═══ Dataset excerpts

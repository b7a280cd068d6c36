//! CLI tool for gridfocus - replays key presses against a grid fixture
//!
//! Usage:
//!   gridfocus_cli <grid.json> Down Down PageDown Ctrl+End
//!
//! The fixture describes the rendered grid:
//!
//! ```json
//! {
//!   "rows": ["####", "#..#", "####"],
//!   "rowHeight": 30,
//!   "viewportHeight": 60,
//!   "headerHeight": 30,
//!   "generateHeader": "sticky",
//!   "columns": [{"columnDataKey": "a"}, {"columnDataKey": "b"}],
//!   "focus": {"rowIndex": 0, "columnIndex": 0},
//!   "scrollTop": 0
//! }
//! ```
//!
//! One JSON line is written per key with the resulting focus, scroll offset
//! and the commands issued to the grid.

#![allow(clippy::exit)]
#![allow(clippy::unwrap_used)]
#![allow(clippy::expect_used)]
#![allow(clippy::indexing_slicing)]

use std::env;
use std::fs;
use std::io::{self, Write};

use gridfocus::error::Result;
use gridfocus::grid::DataGrid;
use gridfocus::host::{HostEvent, MemoryHost};
use gridfocus::{ColumnDefinition, FocusPosition, GenerateHeaderOptions, KeyInput};
use serde::{Deserialize, Serialize};

fn default_row_height() -> f64 {
    30.0
}

fn default_viewport_height() -> f64 {
    300.0
}

#[derive(Debug, Deserialize)]
#[serde(rename_all = "camelCase")]
struct GridFixture {
    rows: Vec<String>,
    #[serde(default = "default_row_height")]
    row_height: f64,
    #[serde(default = "default_viewport_height")]
    viewport_height: f64,
    #[serde(default)]
    header_height: f64,
    #[serde(default)]
    generate_header: Option<String>,
    #[serde(default)]
    columns: Option<Vec<ColumnDefinition>>,
    #[serde(default)]
    focus: Option<FocusPosition>,
    #[serde(default)]
    scroll_top: f64,
}

#[derive(Debug, Serialize)]
#[serde(rename_all = "camelCase")]
struct Step<'a> {
    key: &'a str,
    handled: bool,
    focus: FocusPosition,
    scroll_top: f64,
    events: Vec<HostEvent>,
}

fn load_fixture(path: &str) -> Result<GridFixture> {
    let text = fs::read_to_string(path)?;
    Ok(serde_json::from_str(&text)?)
}

fn main() {
    let args: Vec<String> = env::args().collect();

    if args.len() < 2 {
        eprintln!("Usage: gridfocus_cli <grid.json> [key ...]");
        std::process::exit(1);
    }

    let input_path = &args[1];
    let keys = &args[2..];

    let fixture = match load_fixture(input_path) {
        Ok(f) => f,
        Err(e) => {
            eprintln!("Error loading {}: {}", input_path, e);
            std::process::exit(1);
        }
    };

    let mut host =
        match MemoryHost::from_patterns(&fixture.rows, fixture.row_height, fixture.viewport_height)
        {
            Ok(h) => h.with_header_height(fixture.header_height),
            Err(e) => {
                eprintln!("Error in fixture rows: {}", e);
                std::process::exit(1);
            }
        };

    let mut grid = DataGrid::new();
    if let Some(value) = fixture.generate_header.as_deref() {
        match GenerateHeaderOptions::from_attr(value) {
            Some(options) => grid.set_generate_header(&mut host, options),
            None => {
                eprintln!("Unknown generateHeader value: {}", value);
                std::process::exit(1);
            }
        }
    }
    if fixture.columns.is_some() {
        grid.set_column_definitions(&mut host, fixture.columns);
    }
    grid.connect(&mut host);
    if let Some(focus) = fixture.focus {
        grid.set_focus_row_index(&mut host, focus.row_index);
        grid.set_focus_column_index(&mut host, focus.column_index);
    }
    while host.take_update_request() {
        grid.process_updates(&mut host);
    }
    host.scroll_to(fixture.scroll_top);
    host.take_events();

    let stdout = io::stdout();
    let mut out = stdout.lock();
    for key in keys {
        let Some(input) = KeyInput::parse_chord(key) else {
            eprintln!("Unknown key: {}", key);
            std::process::exit(1);
        };
        let handled = grid.handle_keydown(&mut host, input);
        while host.take_update_request() {
            grid.process_updates(&mut host);
        }
        let step = Step {
            key,
            handled,
            focus: grid.focus_position(),
            scroll_top: host.scroll_top(),
            events: host.take_events(),
        };
        let line = serde_json::to_string(&step).unwrap();
        writeln!(out, "{}", line).unwrap();
    }
}
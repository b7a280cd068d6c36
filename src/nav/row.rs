//! Focus movement within a single row.

use crate::types::RowDirection;

/// Which cells of a row hold focusable content.
///
/// Indices past `cell_count` must report unoccupied rather than panic.
pub trait CellOccupancy {
    fn cell_count(&self) -> usize;
    fn is_occupied(&self, column: usize) -> bool;
}

impl CellOccupancy for [bool] {
    fn cell_count(&self) -> usize {
        self.len()
    }

    fn is_occupied(&self, column: usize) -> bool {
        self.get(column).copied().unwrap_or(false)
    }
}

impl CellOccupancy for Vec<bool> {
    fn cell_count(&self) -> usize {
        self.len()
    }

    fn is_occupied(&self, column: usize) -> bool {
        self.as_slice().is_occupied(column)
    }
}

/// Next column to focus for a horizontal move starting at `current`.
///
/// Left/Right skip empty cells and stay put when nothing occupied lies in
/// that direction. Home/End jump to the first/last cell without looking at
/// occupancy. Callers must not pass an empty row.
pub fn next_column<R>(row: &R, current: usize, direction: RowDirection) -> usize
where
    R: CellOccupancy + ?Sized,
{
    let len = row.cell_count();
    match direction {
        RowDirection::Left => (0..current.min(len))
            .rev()
            .find(|&column| row.is_occupied(column))
            .unwrap_or(current),
        RowDirection::Right => (current.saturating_add(1)..len)
            .find(|&column| row.is_occupied(column))
            .unwrap_or(current),
        RowDirection::Home => 0,
        RowDirection::End => len.saturating_sub(1),
    }
}

#[cfg(test)]
#[allow(clippy::unwrap_used, clippy::indexing_slicing, clippy::panic)]
mod tests {
    use super::*;
    use test_case::test_case;

    const SPARSE: [bool; 6] = [true, false, false, true, false, false];

    #[test_case(3, RowDirection::Left => 0; "left skips empty cells")]
    #[test_case(0, RowDirection::Left => 0; "left at first cell stays")]
    #[test_case(0, RowDirection::Right => 3; "right skips empty cells")]
    #[test_case(3, RowDirection::Right => 3; "right with nothing occupied after stays")]
    #[test_case(3, RowDirection::Home => 0; "home")]
    #[test_case(0, RowDirection::End => 5; "end ignores occupancy")]
    fn test_sparse_row(current: usize, direction: RowDirection) -> usize {
        next_column(&SPARSE[..], current, direction)
    }

    #[test]
    fn test_home_end_do_not_check_occupancy() {
        let row = [false, true, true, false];
        assert_eq!(next_column(&row[..], 2, RowDirection::Home), 0);
        assert!(!row[0]);
        assert_eq!(next_column(&row[..], 1, RowDirection::End), 3);
        assert!(!row[3]);
    }

    #[test]
    fn test_right_never_lands_on_empty_cell() {
        let rows: [&[bool]; 4] = [
            &[true, true, true],
            &[true, false, true],
            &[false, false, true, false],
            &[true, false, false, false],
        ];
        for row in rows {
            for current in 0..row.len() {
                let next = next_column(row, current, RowDirection::Right);
                let any_right = row.iter().skip(current + 1).any(|&occupied| occupied);
                if any_right {
                    assert!(row[next], "row {row:?} from {current} landed on {next}");
                    assert!(next > current);
                } else {
                    assert_eq!(next, current);
                }
            }
        }
    }

    #[test]
    fn test_out_of_range_current_column() {
        let row = vec![true, false, true];
        // Stale column past the end: left still finds the last occupied cell.
        assert_eq!(next_column(&row, 7, RowDirection::Left), 2);
        assert_eq!(next_column(&row, 7, RowDirection::Right), 7);
    }
}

══════

**Work order:** The string "panic" marks the lines to copy; report each of them from the data above.

**Answer below:**
/// Indices past `cell_count` must report unoccupied rather than panic.
#[allow(clippy::unwrap_used, clippy::indexing_slicing, clippy::panic)]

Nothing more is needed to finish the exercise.